Voávamos rumo norte, 359 graus pela bússola do avião, naquela manhã nublada de abril. A estação chuvosa começara em março, e a savana principiava a esverdear novamente. Nosso destino era o Segera Retreat (pronuncia-se seguêra), o resort mais luxuoso da África meridional, situado numa gigantesca área de preservação ambiental com 22.275 hectares. Um projeto idealizado e implantado pelo empresário e conservacionista alemão Jochen Zeitz [leia entrevista nesta edição]. A apenas 20 quilômetros ao sul da linha do Equador, trata-se da segunda área do país, depois do parque Masai Mara, em densidade de vida selvagem. Um santuário onde convivem 40 espécies de mamíferos e mais de 350 de pássaros.
Após 55 minutos, aterrissamos. O lugar impressiona de imediato pela beleza natural, pelas acomodações hiperconfortáveis e de bom gosto, pelo paisagismo impecável e pelas onipresentes obras de arte, com destaque para um instigante jardim de esculturas. Zeitz, afinal, é o mais importante colecionador de arte contemporânea do Continente Negro. Fundou, na cidade do Cabo, África do Sul, o prestigiado Zeitz MOCAA (Museum of Contemporary Art Africa).
No Segera, a vida é regida pela filosofia dos 4Cs – conservação, comunidade, cultura e comércio, integrados de maneira holística e efetiva. Entre as celebridades que frequentam o lugar estão o ex-velocista jamaicano Usain Bolt e as designers de moda Donna Karan e Vivienne Westwood.

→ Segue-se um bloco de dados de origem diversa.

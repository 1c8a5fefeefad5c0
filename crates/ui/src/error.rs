//! Error types for the thumbnail panel

/// Errors produced while loading or drawing thumbnails
///
/// Cloneable because a single page load is shared by every caller waiting
/// on it, and each of them receives the outcome.
#[derive(Debug, Clone, PartialEq, thiserror::Error)]
pub enum ThumbnailError {
    #[error("failed to load page {page}: {message}")]
    PageLoad { page: u32, message: String },

    #[error("failed to render page {page}: {message}")]
    Render { page: u32, message: String },

    #[error("invalid rotation {0}, expected a multiple of 90")]
    InvalidRotation(i32),

    #[error("page {0} is not loaded")]
    NoPage(u32),
}

impl ThumbnailError {
    /// Shorthand for a page load failure
    pub fn page_load(page: u32, message: impl Into<String>) -> Self {
        ThumbnailError::PageLoad {
            page,
            message: message.into(),
        }
    }

    /// Shorthand for a rasterization failure
    pub fn render(page: u32, message: impl Into<String>) -> Self {
        ThumbnailError::Render {
            page,
            message: message.into(),
        }
    }
}

pub type ThumbnailResult<T> = Result<T, ThumbnailError>;

/// Errors that can occur while loading or saving configuration
#[derive(Debug, thiserror::Error)]
pub enum ConfigError {
    #[error("invalid value for configuration key: {0}")]
    InvalidValue(String),

    #[error("I/O error: {0}")]
    Io(#[from] std::io::Error),

    #[error("malformed configuration: {0}")]
    Parse(#[from] serde_json::Error),
}
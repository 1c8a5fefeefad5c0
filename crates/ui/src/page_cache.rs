//! Deduplication of in-flight page loads
//!
//! Every page is fetched at most once at a time: callers asking for a page
//! that is already loading receive the same shared task. Entries are tagged
//! with the generation they were issued under, so when the document is
//! replaced the old loads can finish without touching the new state.

use std::collections::HashMap;

/// Pending page loads keyed by page number
#[derive(Debug)]
pub struct PageLoadCache<T> {
    generation: u64,
    pending: HashMap<u32, PendingRequest<T>>,
}

#[derive(Debug)]
struct PendingRequest<T> {
    generation: u64,
    task: T,
}

impl<T: Clone> PageLoadCache<T> {
    pub fn new() -> Self {
        Self {
            generation: 0,
            pending: HashMap::new(),
        }
    }

    /// Current document generation
    pub fn generation(&self) -> u64 {
        self.generation
    }

    /// Whether work issued under `generation` is still relevant
    pub fn is_current(&self, generation: u64) -> bool {
        self.generation == generation
    }

    /// In-flight load for `page_number`, if any
    pub fn get(&self, page_number: u32) -> Option<T> {
        self.pending
            .get(&page_number)
            .map(|request| request.task.clone())
    }

    /// Record an in-flight load under the current generation
    ///
    /// Returns the generation the load was tagged with.
    pub fn insert(&mut self, page_number: u32, task: T) -> u64 {
        self.pending.insert(
            page_number,
            PendingRequest {
                generation: self.generation,
                task,
            },
        );
        self.generation
    }

    /// Clear the slot of a finished load
    ///
    /// Returns `false`, leaving the cache untouched, when the load belongs to
    /// an older generation.
    pub fn complete(&mut self, page_number: u32, generation: u64) -> bool {
        if generation != self.generation {
            return false;
        }

        match self.pending.get(&page_number) {
            Some(request) if request.generation == generation => {
                self.pending.remove(&page_number);
                true
            }
            _ => false,
        }
    }

    /// Drop every pending entry and start a new generation
    pub fn reset(&mut self) -> u64 {
        self.pending.clear();
        self.generation += 1;
        self.generation
    }

    pub fn is_pending(&self, page_number: u32) -> bool {
        self.pending.contains_key(&page_number)
    }

    pub fn len(&self) -> usize {
        self.pending.len()
    }

    pub fn is_empty(&self) -> bool {
        self.pending.is_empty()
    }
}

impl<T: Clone> Default for PageLoadCache<T> {
    fn default() -> Self {
        Self::new()
    }
}

#[cfg(test)]
mod tests {
    use super::*;

    #[test]
    fn test_insert_and_get() {
        let mut cache = PageLoadCache::new();
        assert!(cache.get(1).is_none());

        let generation = cache.insert(1, "page-1");
        assert_eq!(generation, 0);
        assert_eq!(cache.get(1), Some("page-1"));
        assert!(cache.is_pending(1));
        assert_eq!(cache.len(), 1);
    }

    #[test]
    fn test_complete_clears_slot() {
        let mut cache = PageLoadCache::new();
        let generation = cache.insert(4, "page-4");

        assert!(cache.complete(4, generation));
        assert!(!cache.is_pending(4));
        assert!(cache.is_empty());

        // Completing twice is harmless
        assert!(!cache.complete(4, generation));
    }

    #[test]
    fn test_stale_completion_is_ignored() {
        let mut cache = PageLoadCache::new();
        let old_generation = cache.insert(2, "old");

        let new_generation = cache.reset();
        assert_ne!(old_generation, new_generation);
        assert!(!cache.is_current(old_generation));
        assert!(cache.is_empty());

        cache.insert(2, "new");
        assert!(!cache.complete(2, old_generation));
        assert_eq!(cache.get(2), Some("new"));

        assert!(cache.complete(2, new_generation));
        assert!(cache.is_empty());
    }
}
impl ThumbnailViewer {
    pub fn new(options: ThumbnailViewerOptions) -> Rc<Self> {
        let ThumbnailViewerOptions {
            container,
            rendering_queue,
            link_service,
            spawner,
            config,
        } = options;

        Rc::new_cyclic(|this| Self {
            this: this.clone(),
            container,
            rendering_queue,
            link_service,
            spawner,
            config,
            scratch: Rc::new(ScratchSurface::new()),
            document: RefCell::new(None),
            thumbnails: RefCell::new(Vec::new()),
            page_labels: RefCell::new(None),
            rotation: Cell::new(0),
            page_requests: RefCell::new(PageLoadCache::new()),
            scroll: RefCell::new(ScrollWatcher::new()),
            selected_page: Cell::new(None),
        })
    }

    pub fn config(&self) -> &ThumbnailViewerConfig {
        &self.config
    }

    pub fn document(&self) -> Option<Rc<dyn PdfDocument>> {
        self.document.borrow().clone()
    }

    /// Number of thumbnails currently shown
    pub fn len(&self) -> usize {
        self.thumbnails.borrow().len()
    }

    pub fn is_empty(&self) -> bool {
        self.thumbnails.borrow().is_empty()
    }

    /// Thumbnail at 0-based `index`
    pub fn thumbnail(&self, index: usize) -> Option<Rc<ThumbnailView>> {
        self.thumbnails.borrow().get(index).cloned()
    }

    /// Snapshot of every thumbnail, in page order
    pub fn thumbnails(&self) -> Vec<Rc<ThumbnailView>> {
        self.thumbnails.borrow().clone()
    }

    fn thumbnail_for_page(&self, page_number: u32) -> Option<Rc<ThumbnailView>> {
        let index = page_number.checked_sub(1)? as usize;
        self.thumbnail(index)
    }

    /// Whether `thumbnail` belongs to the current document's strip
    fn owns(&self, thumbnail: &Rc<ThumbnailView>) -> bool {
        self.thumbnail_for_page(thumbnail.id())
            .is_some_and(|current| Rc::ptr_eq(&current, thumbnail))
    }

    /// Replace the document shown by the panel
    ///
    /// Thumbnails for every page are created once page 1 has loaded, sized
    /// from it. Passing `None` just clears the panel.
    ///
    /// # Errors
    /// Returns the page load error when page 1 cannot be fetched. The document
    /// stays set and the panel stays empty.
    pub async fn set_document(&self, document: Option<Rc<dyn PdfDocument>>) -> ThumbnailResult<()> {
        if self.document.borrow().is_some() {
            self.cancel_rendering();
            self.reset_view();
        }

        *self.document.borrow_mut() = document.clone();
        let Some(document) = document else {
            return Ok(());
        };

        let page_count = document.num_pages();
        if page_count == 0 {
            log::debug!("document has no pages");
            return Ok(());
        }

        let generation = self.page_requests.borrow().generation();
        let result = document.get_page(1).await;
        if !self.page_requests.borrow().is_current(generation) {
            log::debug!("document replaced while loading its first page");
            return Ok(());
        }

        let first_page = match result {
            Ok(page) => page,
            Err(err) => {
                log::error!("unable to initialize thumbnail viewer: {err}");
                return Err(err);
            }
        };

        let default_viewport = first_page.get_viewport(1.0, first_page.rotate());
        let rotation = self.rotation.get();
        let labels = self.page_labels.borrow().clone();

        let thumbnails: Vec<Rc<ThumbnailView>> = (1..=page_count)
            .map(|page_number| {
                let thumbnail = ThumbnailView::new(ThumbnailViewOptions {
                    id: page_number,
                    default_viewport: default_viewport.clone(),
                    link_service: Rc::clone(&self.link_service),
                    scratch: Rc::clone(&self.scratch),
                    config: self.config.clone(),
                });
                if rotation != 0 {
                    thumbnail.update(rotation);
                }
                let label = labels
                    .as_ref()
                    .and_then(|labels| labels.get(page_number as usize - 1))
                    .cloned();
                thumbnail.set_page_label(label);
                Rc::new(thumbnail)
            })
            .collect();

        log::info!("created {page_count} thumbnails");
        *self.thumbnails.borrow_mut() = thumbnails;
        self.layout();
        Ok(())
    }

    fn reset_view(&self) {
        self.thumbnails.borrow_mut().clear();
        self.page_labels.borrow_mut().take();
        self.rotation.set(0);
        let generation = self.page_requests.borrow_mut().reset();
        self.scroll.borrow_mut().reset();
        self.selected_page.set(None);
        self.container.set_content_height(0.0);
        log::debug!("thumbnail view reset, generation {generation}");
    }

    fn cancel_rendering(&self) {
        for thumbnail in self.thumbnails.borrow().iter() {
            thumbnail.cancel_rendering();
        }
    }

    /// Position every thumbnail in a vertical stack
    fn layout(&self) {
        let spacing = self.config.spacing;
        let mut y = spacing;
        let thumbnails = self.thumbnails.borrow();
        for thumbnail in thumbnails.iter() {
            let (width, height) = thumbnail.box_size();
            thumbnail.set_bounds(ElementBounds::new(0.0, y, width, height));
            y += height + spacing;
        }

        let content_height = if thumbnails.is_empty() { 0.0 } else { y };
        drop(thumbnails);
        self.container.set_content_height(content_height);
    }

    /// Thumbnails intersecting the container's viewport, in layout order
    pub fn visible_thumbs(&self) -> VisibleViews {
        let viewport = self.container.viewport();
        let thumbnails = self.thumbnails.borrow();
        get_visible_elements(&viewport, thumbnails.as_slice(), false)
    }

    /// Record the scroll position and let the queue pick the next render
    pub fn handle_scroll(&self) {
        let viewport = self.container.viewport();
        let state = self.scroll.borrow_mut().update(viewport.left, viewport.top);
        log::trace!("thumbnail panel scrolled, down: {}", state.down);
        self.rendering_queue.render_highest_priority();
    }

    /// Page whose thumbnail is highlighted
    pub fn selected_page(&self) -> Option<u32> {
        self.selected_page.get()
    }

    /// Highlight `page_number` and scroll it into view when it sits at or
    /// beyond the edges of the visible range
    ///
    /// Unknown page numbers only clear the highlight.
    pub fn scroll_thumbnail_into_view(&self, page_number: u32) {
        if let Some(previous) = self.selected_page.take() {
            if let Some(thumbnail) = self.thumbnail_for_page(previous) {
                thumbnail.set_selected(false);
            }
        }

        let Some(thumbnail) = self.thumbnail_for_page(page_number) else {
            log::debug!("no thumbnail for page {page_number}");
            return;
        };
        thumbnail.set_selected(true);
        self.selected_page.set(Some(page_number));

        let visible = self.visible_thumbs();
        let (Some(first), Some(last)) = (visible.first(), visible.last()) else {
            return;
        };
        let first = first.id;
        let last = if visible.len() > 1 { last.id } else { first };

        if page_number <= first || page_number >= last {
            let top = thumbnail.bounds().y + self.config.scroll_margin;
            self.container.scroll_to(top);
        }
    }

    pub fn rotation(&self) -> u32 {
        self.rotation.get()
    }

    /// Rotate every thumbnail
    ///
    /// # Errors
    /// Returns `InvalidRotation` for anything but a multiple of 90; nothing
    /// changes in that case.
    pub fn set_rotation(&self, degrees: i32) -> ThumbnailResult<()> {
        let rotation = normalize_rotation(degrees)?;
        self.rotation.set(rotation);

        for thumbnail in self.thumbnails() {
            thumbnail.update(rotation);
        }
        self.layout();
        Ok(())
    }

    /// Labels shown in thumbnail titles, one per page
    pub fn page_labels(&self) -> Option<Vec<String>> {
        self.page_labels.borrow().clone()
    }

    /// Set per-page labels, or clear them with `None`
    ///
    /// Ignored without a document. A list whose length differs from the page
    /// count is rejected and clears the labels.
    pub fn set_page_labels(&self, labels: Option<&[String]>) {
        let Some(document) = self.document() else {
            return;
        };

        let page_count = document.num_pages() as usize;
        let labels = match labels {
            Some(labels) if labels.len() == page_count => Some(labels.to_vec()),
            Some(labels) => {
                log::error!(
                    "thumbnail viewer: invalid page labels, got {} for {page_count} pages",
                    labels.len()
                );
                None
            }
            None => None,
        };

        for (index, thumbnail) in self.thumbnails().iter().enumerate() {
            let label = labels.as_ref().and_then(|labels| labels.get(index)).cloned();
            thumbnail.set_page_label(label);
        }
        *self.page_labels.borrow_mut() = labels;
    }

    /// Resolve the page behind `thumbnail`, fetching it if needed
    ///
    /// Concurrent calls for the same page share one fetch. A successful fetch
    /// attaches the page to the current thumbnail for that page unless the
    /// document was replaced in the meantime. Thumbnails left over from a
    /// previous document are refused.
    pub fn ensure_page_loaded(
        &self,
        thumbnail: &Rc<ThumbnailView>,
    ) -> LocalBoxFuture<'static, ThumbnailResult<Rc<dyn PdfPage>>> {
        if let Some(page) = thumbnail.pdf_page() {
            return future::ready(Ok(page)).boxed_local();
        }

        let page_number = thumbnail.id();
        if !self.owns(thumbnail) {
            log::debug!("thumbnail {page_number} belongs to a replaced document");
            return future::ready(Err(ThumbnailError::page_load(
                page_number,
                "thumbnail belongs to a replaced document",
            )))
            .boxed_local();
        }
        if let Some(pending) = self.page_requests.borrow().get(page_number) {
            return pending.boxed_local();
        }

        let Some(document) = self.document() else {
            return future::ready(Err(ThumbnailError::page_load(page_number, "no document")))
                .boxed_local();
        };

        let generation = self.page_requests.borrow().generation();
        let fetch = document.get_page(page_number);
        let viewer = self.this.clone();
        let load: PageLoad = async move {
            let result = fetch.await;
            if let Some(viewer) = viewer.upgrade() {
                viewer.finish_page_load(generation, page_number, &result);
            }
            result
        }
        .boxed_local()
        .shared();

        self.page_requests.borrow_mut().insert(page_number, load.clone());
        load.boxed_local()
    }

    fn finish_page_load(
        &self,
        generation: u64,
        page_number: u32,
        result: &ThumbnailResult<Rc<dyn PdfPage>>,
    ) {
        if !self.page_requests.borrow_mut().complete(page_number, generation) {
            log::debug!("discarding page {page_number} loaded for a replaced document");
            return;
        }

        let page = match result {
            Ok(page) => Rc::clone(page),
            Err(err) => {
                log::error!("unable to get page {page_number} for thumbnail: {err}");
                return;
            }
        };
        let Some(thumbnail) = self.thumbnail_for_page(page_number) else {
            log::debug!("no thumbnail for loaded page {page_number}");
            return;
        };

        let was_queued = thumbnail.state() == RenderingState::Queued;
        let previous_size = thumbnail.canvas_size();
        thumbnail.set_pdf_page(page);
        if was_queued {
            thumbnail.mark_queued();
        }
        if thumbnail.canvas_size() != previous_size {
            self.layout();
        }
    }

    /// Scratch surface shared by every thumbnail of this panel
    pub fn scratch_surface(&self) -> &ScratchSurface {
        &self.scratch
    }

    /// Drop cached render resources
    pub fn cleanup(&self) {
        if self.scratch.release() {
            log::debug!("released thumbnail scratch surface");
        }
    }
}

Para usar uma palavra em voga, se hospedar no Segera é uma experiência genuína e diferenciada. Lá você vai apreciar o cume nevado do monte Quênia, segunda maior montanha da África depois do Kilimanjaro, de 5.199 metros de altitude, com as raras zebras-de-grevy em primeiro plano. Pela manhã, irá sentir o aroma da savana molhada pelo orvalho da madrugada. Ouvirá o bramido dos elefantes fêmeas, matriarcas sempre atentas à segurança dos filhotes. Tomará chá no fim da tarde aninhado num sofá de couro antigo, entre mapas, fotos e objetos do início do século 20.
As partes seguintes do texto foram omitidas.